At a hearing at The Royal Courts of Justice in London this morning, Southampton University Hospitals Trust admitted negligent treatment, which resulted in Perry Evans suffering severe brain damage a number of weeks after his birth in 2002.

The court approved an award to provide care for Perry for the rest of his life valued at just over £5.8m.

Perry was born in 2002 with anal stenosis – restrictions in the anal canal – which was not properly treated when he was admitted to Southampton General Hospital with a bowel obstruction.

As a result of this failure, Perry’s gut ruptured resulting in severe brain damage that has left him with cerebral palsy and learning difficulties.

Because of weak muscles, Perry has to be fed by tube and he has significant dysarthria – meaning it is difficult for him to talk and has limited vocabulary.

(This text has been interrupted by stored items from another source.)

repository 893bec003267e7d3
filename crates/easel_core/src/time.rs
//! Frame timing: fixed-step accumulator, variable-step passthrough, and a
//! rolling-window FPS estimate suitable for on-screen display.
//!
//! Per frame the loop calls `begin_frame()`, then `while should_step()` runs
//! one simulation step of `step_dt()` seconds, then `end_frame()`.

use std::time::Instant;

use crate::config::{StepMode, TimingConfig};

const FPS_SAMPLE_COUNT: usize = 60;

pub struct TimeState {
    pub step_mode: StepMode,
    pub fixed_dt: f64,
    pub max_accumulator: f64,
    pub target_fps: f64,
    accumulator: f64,
    variable_step_pending: bool,
    pub total_time: f64,
    pub fixed_step_count: u64,
    pub frame_count: u64,
    pub steps_this_frame: u32,
    pub real_dt: f64,
    last_instant: Instant,
    pub interpolation_alpha: f64,

    fps_samples: [f64; FPS_SAMPLE_COUNT],
    fps_sample_index: usize,
    pub smoothed_fps: f64,
    pub smoothed_frame_time_ms: f64,
}

impl TimeState {
    pub fn new() -> Self {
        Self::from_config(&TimingConfig::default())
    }

    pub fn from_config(config: &TimingConfig) -> Self {
        let target_dt = 1.0 / config.target_fps;
        Self {
            step_mode: config.step_mode,
            fixed_dt: config.fixed_dt,
            max_accumulator: config.max_accumulator,
            target_fps: config.target_fps,
            accumulator: 0.0,
            variable_step_pending: false,
            total_time: 0.0,
            fixed_step_count: 0,
            frame_count: 0,
            steps_this_frame: 0,
            real_dt: 0.0,
            last_instant: Instant::now(),
            interpolation_alpha: 0.0,
            fps_samples: [target_dt; FPS_SAMPLE_COUNT],
            fps_sample_index: 0,
            smoothed_fps: config.target_fps,
            smoothed_frame_time_ms: target_dt * 1000.0,
        }
    }

    /// Apply new timing settings without discarding counters or FPS history.
    pub fn apply_config(&mut self, config: &TimingConfig) {
        self.step_mode = config.step_mode;
        self.fixed_dt = config.fixed_dt;
        self.max_accumulator = config.max_accumulator;
        self.target_fps = config.target_fps;
        self.accumulator = self.accumulator.min(self.max_accumulator);
    }

    /// Forget wall-clock time spent outside the loop (e.g. while paused), so
    /// the next frame does not try to catch up on it.
    pub fn reset_clock(&mut self) {
        self.last_instant = Instant::now();
        self.accumulator = 0.0;
    }

    pub fn begin_frame(&mut self) {
        let now = Instant::now();
        let real_dt = now.duration_since(self.last_instant).as_secs_f64();
        self.last_instant = now;
        self.begin_frame_with(real_dt);
    }

    /// Same as `begin_frame`, with the elapsed wall-clock time supplied by the
    /// caller. Headless runs and tests drive the loop through this.
    pub fn begin_frame_with(&mut self, real_dt: f64) {
        let elapsed = real_dt.max(0.0);
        self.real_dt = elapsed;

        // Spiral-of-death cap. Only the simulation sees the capped value.
        if self.real_dt > self.max_accumulator {
            log::warn!(
                "Frame took {:.1}ms, capping accumulator to {}ms",
                self.real_dt * 1000.0,
                self.max_accumulator * 1000.0
            );
            self.real_dt = self.max_accumulator;
        }

        match self.step_mode {
            StepMode::Fixed => self.accumulator += self.real_dt,
            StepMode::Variable => self.variable_step_pending = true,
        }
        self.steps_this_frame = 0;
        self.frame_count += 1;

        // FPS smoothing
        self.fps_samples[self.fps_sample_index] = elapsed;
        self.fps_sample_index = (self.fps_sample_index + 1) % FPS_SAMPLE_COUNT;
        let avg_dt: f64 = self.fps_samples.iter().sum::<f64>() / FPS_SAMPLE_COUNT as f64;
        self.smoothed_frame_time_ms = avg_dt * 1000.0;
        self.smoothed_fps = if avg_dt > 0.0 { 1.0 / avg_dt } else { 0.0 };
    }

    /// True while another whole step is owed. Fixed mode never runs a partial
    /// step; variable mode runs exactly one step per frame.
    pub fn should_step(&mut self) -> bool {
        match self.step_mode {
            StepMode::Fixed => {
                if self.accumulator >= self.fixed_dt {
                    self.accumulator -= self.fixed_dt;
                    self.total_time += self.fixed_dt;
                    self.fixed_step_count += 1;
                    self.steps_this_frame += 1;
                    true
                } else {
                    false
                }
            }
            StepMode::Variable => {
                if self.variable_step_pending {
                    self.variable_step_pending = false;
                    self.total_time += self.real_dt;
                    self.fixed_step_count += 1;
                    self.steps_this_frame += 1;
                    true
                } else {
                    false
                }
            }
        }
    }

    /// Discard owed simulation time. Paused frames call this so resuming
    /// does not catch up on the pause.
    pub fn drop_pending_steps(&mut self) {
        self.accumulator = 0.0;
        self.variable_step_pending = false;
    }

    /// Owe exactly one step, whatever the accumulator held.
    pub fn grant_single_step(&mut self) {
        match self.step_mode {
            StepMode::Fixed => self.accumulator = self.fixed_dt,
            StepMode::Variable => self.variable_step_pending = true,
        }
    }

    /// Duration of the step `should_step` just granted.
    pub fn step_dt(&self) -> f64 {
        match self.step_mode {
            StepMode::Fixed => self.fixed_dt,
            StepMode::Variable => self.real_dt,
        }
    }

    pub fn end_frame(&mut self) {
        self.interpolation_alpha = match self.step_mode {
            StepMode::Fixed => self.accumulator / self.fixed_dt,
            StepMode::Variable => 0.0,
        };
    }

    pub fn target_frame_time(&self) -> std::time::Duration {
        std::time::Duration::from_secs_f64(1.0 / self.target_fps)
    }
}

impl Default for TimeState {
    fn default() -> Self {
        Self::new()
    }
}
//! Debug window drawn with egui over the scene (toggled by F3).
//!
//! The overlay owns no renderer: the presenter runs egui once per frame and
//! calls `show` from inside that run, so the window lands on top of the
//! scene's background layer.

use easel_core::TimeState;

#[derive(Debug, Clone, Default)]
pub struct OverlayStats {
    pub entities: usize,
    pub draw_commands: usize,
    pub faults_this_frame: u32,
    pub total_faults: u64,
    /// Whether the loop is paused
    pub paused: bool,
    /// Config file being watched, if any
    pub config_label: String,
}

#[derive(Debug, Clone, Default, PartialEq, Eq)]
pub struct OverlayActions {
    /// User clicked the pause toggle
    pub toggle_pause: bool,
    /// User clicked the single-step button (advance one step while paused)
    pub single_step: bool,
}

#[derive(Debug, Default)]
pub struct DebugOverlay {
    pub visible: bool,
}

impl DebugOverlay {
    pub fn new() -> Self {
        Self::default()
    }

    pub fn toggle(&mut self) {
        self.visible = !self.visible;
        log::info!("Debug overlay: {}", if self.visible { "ON" } else { "OFF" });
    }

    pub fn show(
        &self,
        ctx: &egui::Context,
        time: &TimeState,
        stats: &OverlayStats,
    ) -> OverlayActions {
        let mut actions = OverlayActions::default();
        if !self.visible {
            return actions;
        }

        egui::Window::new("Debug")
            .default_pos([10.0, 10.0])
            .show(ctx, |ui| {
                ui.label(format!("FPS: {:.1} / {:.0}", time.smoothed_fps, time.target_fps));
                ui.label(format!("Frame time: {:.2} ms", time.smoothed_frame_time_ms));
                ui.label(format!("Step mode: {:?}", time.step_mode));
                ui.label(format!("Steps this frame: {}", time.steps_this_frame));
                ui.label(format!("Total steps: {}", time.fixed_step_count));
                ui.label(format!("Frame: {}", time.frame_count));

                ui.separator();
                ui.label(format!("Entities: {}", stats.entities));
                ui.label(format!("Draw commands: {}", stats.draw_commands));
                ui.label(format!(
                    "Faults: {} (total {})",
                    stats.faults_this_frame, stats.total_faults
                ));
                if !stats.config_label.is_empty() {
                    ui.label(&stats.config_label);
                }

                ui.separator();
                ui.horizontal(|ui| {
                    let pause_label = if stats.paused { "Resume" } else { "Pause" };
                    if ui.button(pause_label).clicked() {
                        actions.toggle_pause = true;
                    }
                    if stats.paused && ui.button("Step").clicked() {
                        actions.single_step = true;
                    }
                });
                if stats.paused {
                    ui.label("\u{23f8} PAUSED");
                }
            });

        actions
    }
}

He is registered blind, although has some vision, and even though he can sit and stand with the help of a frame, he cannot roll, crawl or walk.

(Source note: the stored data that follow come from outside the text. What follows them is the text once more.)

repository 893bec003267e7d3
//! Line segment shaping for `DrawSurface::draw_line`.

use easel_core::Vector2;

/// Extra shaping for a line between two points.
///
/// Offsets push the endpoints outward along the a→b direction: a positive
/// `start_offset` moves the start back behind `a`, a positive `end_offset`
/// extends past `b`. Negative values pull the endpoints inward.
#[derive(Debug, Clone, Copy, Default, PartialEq)]
pub struct LineOptions {
    pub start_offset: f32,
    pub end_offset: f32,
    pub max_length: Option<f32>,
    pub min_length: Option<f32>,
}

impl LineOptions {
    pub fn new() -> Self {
        Self::default()
    }

    pub fn offsets(mut self, start: f32, end: f32) -> Self {
        self.start_offset = start;
        self.end_offset = end;
        self
    }

    pub fn max_length(mut self, len: f32) -> Self {
        self.max_length = Some(len);
        self
    }

    pub fn min_length(mut self, len: f32) -> Self {
        self.min_length = Some(len);
        self
    }
}

/// Apply offsets, then clamp the length. Only one clamp applies, `max_length`
/// first. The clamp keeps the offset start fixed and moves the end along the
/// original a→b angle.
pub fn shape_segment(a: Vector2, b: Vector2, options: &LineOptions) -> (Vector2, Vector2) {
    let dir = Vector2::from_angle(a.angle_to(b));
    let start = a - dir * options.start_offset;
    let mut end = b + dir * options.end_offset;

    let len = start.distance_to(end);
    if let Some(max) = options.max_length.filter(|&max| len > max) {
        end = start + dir * max;
    } else if let Some(min) = options.min_length.filter(|&min| len < min) {
        end = start + dir * min;
    }
    (start, end)
}
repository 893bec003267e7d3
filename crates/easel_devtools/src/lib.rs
pub mod debug_overlay;

pub use debug_overlay::{DebugOverlay, OverlayActions, OverlayStats};
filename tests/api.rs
mod common;

use axum::{
    body::{to_bytes, Body},
    http::{header, Request, StatusCode},
    Router,
};
use serde_json::{json, Value};
use std::sync::Arc;
use tower::ServiceExt;

use phishscope_engine::routes;

fn app(dataset: &std::path::Path) -> Router {
    routes::router(Arc::new(common::engine(common::healthy_probes(), dataset)))
}

async fn send(app: &Router, request: Request<Body>) -> (StatusCode, Value) {
    let response = app.clone().oneshot(request).await.unwrap();
    let status = response.status();
    let bytes = to_bytes(response.into_body(), usize::MAX).await.unwrap();
    let body = if bytes.is_empty() {
        Value::Null
    } else {
        serde_json::from_slice(&bytes).unwrap()
    };
    (status, body)
}

fn post_json(uri: &str, body: Value) -> Request<Body> {
    Request::builder()
        .method("POST")
        .uri(uri)
        .header(header::CONTENT_TYPE, "application/json")
        .body(Body::from(body.to_string()))
        .unwrap()
}

fn get(uri: &str) -> Request<Body> {
    Request::builder().uri(uri).body(Body::empty()).unwrap()
}

#[tokio::test]
async fn predict_then_label_round() {
    let dir = tempfile::tempdir().unwrap();
    let dataset = dir.path().join("new_data.csv");
    let app = app(&dataset);

    let (status, body) = send(
        &app,
        post_json("/predict", json!({"url": "http://login-secure.example.com/verify"})),
    )
    .await;
    assert_eq!(status, StatusCode::OK);
    let probability = body["final_probability"].as_f64().unwrap();
    assert!((0.0..=1.0).contains(&probability));
    assert!(body["shap_explanations"]["top_safe"].is_array());
    assert!(body["shap_explanations"]["top_unsafe"].is_array());
    for side in ["top_safe", "top_unsafe"] {
        assert!(body["shap_explanations"][side].as_array().unwrap().len() <= 10);
    }
    let ticket = body["review_ticket"].as_str().unwrap().to_string();

    let (status, pending) = send(&app, get("/reviews")).await;
    assert_eq!(status, StatusCode::OK);
    assert_eq!(pending.as_array().unwrap().len(), 1);
    assert_eq!(pending[0]["url"], "http://login-secure.example.com/verify");
    assert_eq!(pending[0]["features"]["web_traffic"], 5000.0);

    let (status, labelled) = send(&app, post_json("/label", json!({"ticket_id": ticket, "actual": 1}))).await;
    assert_eq!(status, StatusCode::OK);
    assert_eq!(labelled["recorded"], true);

    let (_, pending) = send(&app, get("/reviews")).await;
    assert!(pending.as_array().unwrap().is_empty());

    let mut reader = csv::Reader::from_path(&dataset).unwrap();
    let rows: Vec<_> = reader.records().map(|r| r.unwrap()).collect();
    assert_eq!(rows.len(), 1);
    assert_eq!(&rows[0][0], "http://login-secure.example.com/verify");
    assert_eq!(&rows[0][2], "1");
}

#[tokio::test]
async fn predict_without_url_is_bad_request() {
    let dir = tempfile::tempdir().unwrap();
    let app = app(&dir.path().join("new_data.csv"));

    for body in [json!({}), json!({"url": ""}), json!({"url": null})] {
        let (status, response) = send(&app, post_json("/predict", body)).await;
        assert_eq!(status, StatusCode::BAD_REQUEST);
        assert_eq!(response["error"], "URL is required");
    }

    let malformed = Request::builder()
        .method("POST")
        .uri("/predict")
        .header(header::CONTENT_TYPE, "application/json")
        .body(Body::from("{not json"))
        .unwrap();
    let (status, response) = send(&app, malformed).await;
    assert_eq!(status, StatusCode::BAD_REQUEST);
    assert_eq!(response["error"], "URL is required");
}

#[tokio::test]
async fn url_is_scored_exactly_as_sent() {
    let dir = tempfile::tempdir().unwrap();
    let app = app(&dir.path().join("new_data.csv"));

    let padded = "http://a.com/x  ";
    let (status, _) = send(&app, post_json("/predict", json!({"url": padded}))).await;
    assert_eq!(status, StatusCode::OK);
    let (status, body) = send(&app, post_json("/predict", json!({"url": "   "}))).await;
    assert_eq!(status, StatusCode::OK);
    assert!(body["final_probability"].is_number());

    let (_, pending) = send(&app, get("/reviews")).await;
    let tickets = pending.as_array().unwrap();
    assert_eq!(tickets.len(), 2);
    let sent = tickets.iter().find(|t| t["url"] == padded).unwrap();
    assert_eq!(sent["features"]["length_url"], 16.0);
    assert!(tickets.iter().any(|t| t["url"] == "   "));
}

#[tokio::test]
async fn unreachable_target_still_answers() {
    let dir = tempfile::tempdir().unwrap();
    let engine = common::engine(common::dead_probes(), &dir.path().join("new_data.csv"));
    let app = routes::router(Arc::new(engine));

    let (status, body) = send(&app, post_json("/predict", json!({"url": "http://nowhere.invalid/"}))).await;
    assert_eq!(status, StatusCode::OK);
    assert!(body["final_probability"].is_number());
}

#[tokio::test]
async fn label_validation() {
    let dir = tempfile::tempdir().unwrap();
    let app = app(&dir.path().join("new_data.csv"));

    let unknown = uuid::Uuid::new_v4().to_string();
    let (status, _) = send(&app, post_json("/label", json!({"ticket_id": unknown, "actual": 0}))).await;
    assert_eq!(status, StatusCode::NOT_FOUND);

    let (status, body) = send(&app, post_json("/label", json!({"ticket_id": unknown, "actual": 5}))).await;
    assert_eq!(status, StatusCode::BAD_REQUEST);
    assert_eq!(body["error"], "actual must be 0, 1 or -1");

    let (status, _) = send(&app, post_json("/label", json!({"ticket_id": "nope", "actual": 1}))).await;
    assert_eq!(status, StatusCode::BAD_REQUEST);
}

#[tokio::test]
async fn health_lists_models() {
    let dir = tempfile::tempdir().unwrap();
    let app = app(&dir.path().join("new_data.csv"));

    let (status, body) = send(&app, get("/health")).await;
    assert_eq!(status, StatusCode::OK);
    assert_eq!(body["status"], "healthy");
    assert_eq!(body["models"], json!(["xgbclassifier", "gradientboostingclassifier"]));
    assert_eq!(body["model_count"], 2);
    assert_eq!(body["pending_reviews"], 0);
    assert!(body["review_queue"].is_null());
}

Perry had to undergo a series of operations to correct hip dislocation and will need to use a wheelchair for the rest of his life.

It means he is totally dependent on his family who care for him on a full-time basis.

Judge Mitchell approved a settlement comprising a £2.15m lump sum and annual payments starting from £150,000-a-year, rising to £240,000 after he reaches the age of 18.

The family was represented by law firm Blake Lapthorn, who specialise in medical negligence.

Sue Jarvis, who represented the family, said: ‘I’m delighted Perry has received such an excellent settlement, particularly bearing in mind that he has a reduced life expectancy because of the trust’s negligence.

‘I am pleased the money will mean his family will be able to secure the professional assistance that Perry will need for the rest of his life.’

Margaret Bowron, QC for SUHT, issued a full public apology to Perry and his family for the mistakes made.

She said: ‘We’re truly sorry that Perry suffered such grievous injuries as a result of the inadequacies of his care as a small child.’

She also described him as a “wonderful, happy and positive little boy”.